In the Olympic shot-put event, an athlete throws the shot with an initial speed of 12.0m/s at a 40.0? angle from the horizontal.

HACTEHA [7]

A) Horizontal range: 16.34 m

B) Horizontal range: 16.38 m

C) Horizontal range: 16.34 m

D) Horizontal range: 16.07 m

E) The angle that gives the maximum range is $41.9^{\circ}$

Explanation:

A)

The motion of the shot is a projectile motion, so we can analyze separately its vertical motion and its horizontal motion.

The vertical motion is a uniformly accelerated motion, so we can use the following suvat equation to find the time of flight:

$s=u_y t + \frac{1}{2}at^2$ (1)

where

s = -1.80 m is the vertical displacement of the shot to reach the ground (negative = downward)

$u_y = u sin \theta$ is the initial vertical velocity, where

u = 12.0 m/s is the initial speed

$\theta=40.0^{\circ}$ is the angle of projection

So

$u_y=(12.0)(sin 40.0^{\circ})=7.7 m/s$

$a=g=-9.8 m/s^2$ is the acceleration due to gravity (downward)

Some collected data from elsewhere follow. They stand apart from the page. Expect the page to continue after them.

//! Fixtures shared by the unit and router tests.
//!
//! `TestGraph` wires every service over in-memory stores and scripted AI
//! collaborators, the same way `main` wires the production graph.

use axum::{extract::Request, middleware::Next, response::Response, Router};
use fake::faker::lorem::en::Sentence;
use fake::Fake;
use std::sync::Arc;
use std::time::Duration;
use tokio::sync::broadcast;

use crate::core::middleware::resolve_user_middleware;
use crate::features::admin::AdminService;
use crate::features::auth::model::AuthenticatedUser;
use crate::features::catalogs::stores::MemoryCatalogStore;
use crate::features::catalogs::CatalogService;
use crate::features::resources::models::{
    EnrichmentEvent, EnrichmentStatus, FileType, Resource, ResourceDetails, ResourceStatus,
    StoredFile, UploadedFile,
};
use crate::features::resources::services::{
    AssistantService, LifecycleService, ResourceQueryService,
};
use crate::features::resources::stores::MemoryResourceStore;
use crate::features::resources::workers::BackgroundEnrichment;
use crate::features::users::models::{User, UserRole};
use crate::features::users::stores::MemoryUserStore;
use crate::features::users::UserService;
use crate::features::{protected_routes, public_routes, AppServices};
use crate::modules::ai::testing::{ScriptedAssistant, ScriptedSummarizer, SummarizerStep};
use crate::modules::storage::MemoryBlobStore;
use crate::shared::constants::{NOTES_GENERATING, SUMMARY_GENERATING};

const TEST_MAX_FILE_SIZE: usize = 1024 * 1024;

/// How long a test waits for an enrichment job to settle
const SETTLE_TIMEOUT: Duration = Duration::from_secs(5);

pub fn resource_details(title: &str) -> ResourceDetails {
    ResourceDetails {
        title: title.to_string(),
        description: Sentence(4..10).fake(),
        university: "City College".to_string(),
        department: "Computer Science".to_string(),
        semester: "2nd".to_string(),
        subject: "Data Structures".to_string(),
        file_type: FileType::Note,
    }
}

pub fn text_file(name: &str, body: &str) -> UploadedFile {
    UploadedFile {
        name: name.to_string(),
        content_type: "text/plain".to_string(),
        bytes: body.as_bytes().to_vec(),
    }
}

pub fn pending_resource(uploader: &str, title: &str) -> Resource {
    let file = StoredFile {
        key: format!("resources/{}/0-{}.txt", uploader, title),
        url: format!("memory://blobs/resources/{}/0-{}.txt", uploader, title),
        name: format!("{}.txt", title),
        content_type: "text/plain".to_string(),
        size: 64,
    };
    Resource::pending(resource_details(title), file, uploader)
}

/// Approved resource whose enrichment `attempt` is running
pub fn approved_resource(uploader: &str, attempt: i32) -> Resource {
    let mut resource = pending_resource(uploader, "Binary Heaps Overview");
    resource.status = ResourceStatus::Approved;
    resource.content = Sentence(8..16).fake();
    resource.summary = SUMMARY_GENERATING.to_string();
    resource.short_notes = NOTES_GENERATING.to_string();
    resource.enrichment_status = EnrichmentStatus::Generating;
    resource.enrichment_attempt = attempt;
    resource
}

pub fn identity(sub: &str) -> AuthenticatedUser {
    AuthenticatedUser {
        sub: sub.to_string(),
        email: Some(format!("{}@campus.edu", sub)),
        name: None,
    }
}

pub fn user_with_role(uid: &str, role: UserRole) -> User {
    let mut user = User::student(&identity(uid));
    user.role = role;
    user
}

/// Waits for the next settled enrichment job
pub async fn next_event(events: &mut broadcast::Receiver<EnrichmentEvent>) -> EnrichmentEvent {
    tokio::time::timeout(SETTLE_TIMEOUT, events.recv())
        .await
        .expect("enrichment did not settle in time")
        .expect("enrichment channel closed")
}

pub struct TestGraph {
    pub resources: Arc<MemoryResourceStore>,
    pub blobs: Arc<MemoryBlobStore>,
    pub user_store: Arc<MemoryUserStore>,
    pub summarizer: Arc<ScriptedSummarizer>,
    pub assistant: Arc<ScriptedAssistant>,
    pub enrichment: BackgroundEnrichment,
    pub catalogs: Arc<CatalogService>,
    pub users: Arc<UserService>,
    pub lifecycle: Arc<LifecycleService>,
    pub queries: Arc<ResourceQueryService>,
    pub assistant_service: Arc<AssistantService>,
    pub admin: Arc<AdminService>,
}

impl TestGraph {
    pub fn new() -> Self {
        Self::build(
            ScriptedSummarizer::always(SummarizerStep::succeed("A summary.", "- a note")),
            ScriptedAssistant::replying("An answer."),
            SETTLE_TIMEOUT,
        )
    }

    pub fn with_summarizer(summarizer: ScriptedSummarizer) -> Self {
        Self::build(summarizer, ScriptedAssistant::replying("An answer."), SETTLE_TIMEOUT)
    }

    pub fn with_assistant(assistant: ScriptedAssistant) -> Self {
        Self::build(
            ScriptedSummarizer::always(SummarizerStep::succeed("A summary.", "- a note")),
            assistant,
            SETTLE_TIMEOUT,
        )
    }

    pub fn with_timeout(summarizer: ScriptedSummarizer, timeout: Duration) -> Self {
        Self::build(summarizer, ScriptedAssistant::replying("An answer."), timeout)
    }

    fn build(summarizer: ScriptedSummarizer, assistant: ScriptedAssistant, timeout: Duration) -> Self {
        let resources = Arc::new(MemoryResourceStore::new());
        let blobs = Arc::new(MemoryBlobStore::new());
        let user_store = Arc::new(MemoryUserStore::new());
        let summarizer = Arc::new(summarizer);
        let assistant = Arc::new(assistant);

        let enrichment = BackgroundEnrichment::new(resources.clone(), summarizer.clone(), timeout);
        let catalogs = Arc::new(CatalogService::new(Arc::new(MemoryCatalogStore::new())));
        let users = Arc::new(UserService::new(user_store.clone(), catalogs.clone()));
        let lifecycle = Arc::new(LifecycleService::new(
            resources.clone(),
            blobs.clone(),
            Arc::new(enrichment.clone()),
            catalogs.clone(),
            TEST_MAX_FILE_SIZE,
        ));
        let queries = Arc::new(ResourceQueryService::new(resources.clone()));
        let assistant_service = Arc::new(AssistantService::new(queries.clone(), assistant.clone()));
        let admin = Arc::new(AdminService::new(
            lifecycle.clone(),
            queries.clone(),
            users.clone(),
            catalogs.clone(),
        ));

        Self {
            resources,
            blobs,
            user_store,
            summarizer,
            assistant,
            enrichment,
            catalogs,
            users,
            lifecycle,
            queries,
            assistant_service,
            admin,
        }
    }

    pub fn services(&self) -> AppServices {
        AppServices {
            lifecycle: self.lifecycle.clone(),
            queries: self.queries.clone(),
            assistant: self.assistant_service.clone(),
            users: self.users.clone(),
            catalogs: self.catalogs.clone(),
            admin: self.admin.clone(),
        }
    }

    /// Registers the identity in the directory with the given role
    pub async fn register(&self, sub: &str, role: UserRole) -> User {
        let user = self.users.resolve_or_create(&identity(sub)).await.unwrap();
        match role {
            UserRole::Student => user,
            UserRole::Admin => self.users.set_role(sub, role).await.unwrap(),
        }
    }

    /// The application router with the token check replaced by a fixed
    /// identity. `None` leaves protected routes unauthenticated.
    pub fn router(&self, sub: Option<&str>) -> Router {
        let services = self.services();
        let mut protected = protected_routes(&services).route_layer(
            axum::middleware::from_fn_with_state(self.users.clone(), resolve_user_middleware),
        );

        if let Some(sub) = sub {
            let who = identity(sub);
            protected = protected.route_layer(axum::middleware::from_fn(
                move |mut request: Request, next: Next| {
                    let who = who.clone();
                    async move {
                        request.extensions_mut().insert(who);
                        let response: Response = next.run(request).await;
                        response
                    }
                },
            ));
        }

        Router::new()
            .merge(public_routes(&services))
            .merge(protected)
    }
}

Substituting the numbers, we get

$-1.80 = 7.7t -4.9t^2\\4.9t^2-7.7t-1.80=0$

which has two solutions:

t = -0.21 s (negative, we ignore it)

t = 1.778 s (this is the time of flight)

The horizontal motion is instead uniform, so the horizontal range is given by

$d=u_x t$

where

$u_x = u cos \theta=(12.0)(cos 40^{\circ})=9.19 m/s$ is the horizontal velocity

t = 1.778 s is the time of flight

Solving, we find

$d=(9.19)(1.778)=16.34 m$

B)

In this second case,

$\theta=42.5^{\circ}$

So the vertical velocity is

$u_y = u sin \theta = (12.0)(sin 42.5^{\circ})=8.1 m/s$

So the equation for the vertical motion becomes

$4.9t^2-8.1t-1.80=0$

Solving for t, we find that the time of flight is

t = 1.851 s

The horizontal velocity is

$u_x = u cos \theta = (12.0)(cos 42.5^{\circ})=8.85 m/s$

So, the range of the shot is

$d=u_x t = (8.85)(1.851)=16.38 m$

C)

In this third case,

$\theta=45^{\circ}$

So the vertical velocity is

$u_y = u sin \theta = (12.0)(sin 45^{\circ})=8.5 m/s$

So the equation for the vertical motion becomes

$4.9t^2-8.5t-1.80=0$

Solving for t, we find that the time of flight is

t = 1.925 s

The horizontal velocity is

$u_x = u cos \theta = (12.0)(cos 45^{\circ})=8.49 m/s$

So, the range of the shot is

$d=u_x t = (8.49)(1.925)=16.34$ m

D)

In this 4th case,

$\theta=47.5^{\circ}$

So the vertical velocity is

$u_y = u sin \theta = (12.0)(sin 47.5^{\circ})=8.8 m/s$

So the equation for the vertical motion becomes

$4.9t^2-8.8t-1.80=0$

Solving for t, we find that the time of flight is

t = 1.981 s

The horizontal velocity is

$u_x = u cos \theta = (12.0)(cos 47.5^{\circ})=8.11 m/s$

So, the range of the shot is

$d=u_x t = (8.11)(1.981)=16.07 m$

E)

From the previous parts, we see that the maximum range is obtained when the angle of releases is $\theta=42.5^{\circ}$ .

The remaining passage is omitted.